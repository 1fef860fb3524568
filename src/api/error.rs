/// Errors that can occur while submitting a form to the backend.
#[derive(Debug, Clone, PartialEq, Eq, thiserror::Error)]
pub enum SubmitError {
    /// The backend answered with a non-2xx status.
    ///
    /// `message` is the body's `error` string when one could be extracted,
    /// otherwise a generic description of the failed operation.
    #[error("HTTP {status}: {message}")]
    Http {
        /// Response status code.
        status: u16,
        /// Best available explanation of the failure.
        message: String,
    },

    /// No response was received (connection refused, DNS, TLS, reset).
    #[error("network error: {0}")]
    Network(String),
}

impl SubmitError {
    /// Returns the HTTP status if the backend answered at all.
    pub fn status(&self) -> Option<u16> {
        match self {
            Self::Http { status, .. } => Some(*status),
            Self::Network(_) => None,
        }
    }
}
= = =
— WORK REQUIRED —
The expected answer is an exact copy of the lines beginning at the one with "of the failure." and running to the end of the entries above.

— RESULT OF THIS EXERCISE —
        /// Best available explanation of the failure.
        message: String,
    },

    /// No response was received (connection refused, DNS, TLS, reset).
    #[error("network error: {0}")]
    Network(String),
}

impl SubmitError {
    /// Returns the HTTP status if the backend answered at all.
    pub fn status(&self) -> Option<u16> {
        match self {
            Self::Http { status, .. } => Some(*status),
            Self::Network(_) => None,
        }
    }
}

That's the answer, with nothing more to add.